Sugar Island is very much an autobiographical tale of the Murphy brothers' formative years in Newry and how the surroundings affected their lives and their songwriting – IRISH NEWS interview & review

It’s a notable achievement that THE 4 OF US have created such a potent-sounding record while keeping it simple and acoustic …  John Kearns, Irish News

THE 4 OF US return with a brand new album, Sugar Island, and a series of live dates scheduled in their increasingly busy diary. The band are in fine form musically and creatively, with the new record representing the latest impressive chapter in their illustrious career.
Sugar Island is very much an autobiographical tale of the Murphy brothers’ formative years in Newry and how the surroundings affected their lives and their songwriting. Frontman Brendan tells me that this collection of songs has been steadily brewing for decades.
“The album is mostly about about our lives and experiences growing up – from family life to romances and all the the things we saw and learned along the way. I suppose it’s best to write about what you know and everyone, whether they’re a songwriter or not, carries so many memories that make them the person they are, so these songs and themes have always been in my head. It was just a matter of getting them out and turning them into songs.”
Thematically the material touches on everything from first loves to family holidays, the latter beautifully illustrated by one of the album’s stand-out tracks, Going South, where Brendan sings of crossing through the border checkpoint with the whole family crammed into the Murphy clan’s saloon and how the songs on the radio or his father’s 8 Track stereo system filled him with excitement.
“When I look back at those trips I still laugh and think how times have changed. Five kids on the back seat – there were no seatbelt laws in those days of course and the car was filled with cigarette smoke. There we were loving it and having the time of our lives as the radio blasted Mungo Jerry’s In The Summertime. I think that was my first realisation of the power of music.
“We made a video for Going South and we actually found and digitised our parents’ cine camera footage and used it throughout, so it’s a really authentic accompaniment to the track itself.”

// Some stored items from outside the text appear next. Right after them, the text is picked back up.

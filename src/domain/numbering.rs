//! Human-readable document numbers (GRNs, visitor badges).

use chrono::NaiveDate;

/// `PREFIX-YYYYMMDD-NNNN`, with the sequence restarting every day.
pub fn daily_code(prefix: &str, date: NaiveDate, sequence: i64) -> String {
    format!("{}-{}-{:04}", prefix, date.format("%Y%m%d"), sequence)
}

/// Prefix shared by every code issued on `date`, for counting existing ones.
pub fn daily_prefix(prefix: &str, date: NaiveDate) -> String {
    format!("{}-{}-", prefix, date.format("%Y%m%d"))
}

#[cfg(test)]
mod tests {
    use super::*;

    #[test]
    fn pads_sequence_to_four_digits() {
        let date = NaiveDate::from_ymd_opt(2026, 3, 7).unwrap();
        assert_eq!(daily_code("GRN", date, 1), "GRN-20260307-0001");
        assert_eq!(daily_code("V", date, 12345), "V-20260307-12345");
        assert!(daily_code("GRN", date, 42).starts_with(&daily_prefix("GRN", date)));
    }
}
//! Service layer: Redis caching, alert raising and document numbering.

pub mod alerts;
pub mod cache;
pub mod numbering;

pub use cache::RedisCache;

Other salient moments on Sugar Island are the title track, 1973, Bird’s Eye View, which tells of watching the Troubles unfold from a child’s perspective and my personal favourite, Just a Drop which although is a sparse acoustic driven song, like all of the album, still manages to swagger and posture as if it was a blues rock stomp.
In fact it’s a notable achievement that The 4 Of Us have created such a potent-sounding record while keeping it simple and acoustic.
“That was the brief we set ourselves,” Brendan reflects, “We put rules in place for ourselves that this record would have no electric guitars and no cymbals, to create the pure sound we wanted but the challenge was that it wouldn’t suffer because of that – it still had to sound energetic and have plenty of groove and rhythm. I think we managed to do that.”
The guys will be putting those songs to the test in their upcoming show.
“The Lyric is a fantastic venue for us to play and it is such an imtimate setting especially for these new songs but we want people to come and have a party. A lot of our fans have grown up with us and maybe have booked babysitters for the night. Let’s hope they don’t waste the chance to dance and sing and go home with a real buzz. It’s our job to make that happen and that’s what we are certainly setting out to do.”
:: The 4 Of Us play Belfast’s Lyric Theatre on November 6. Sugar Island is released today.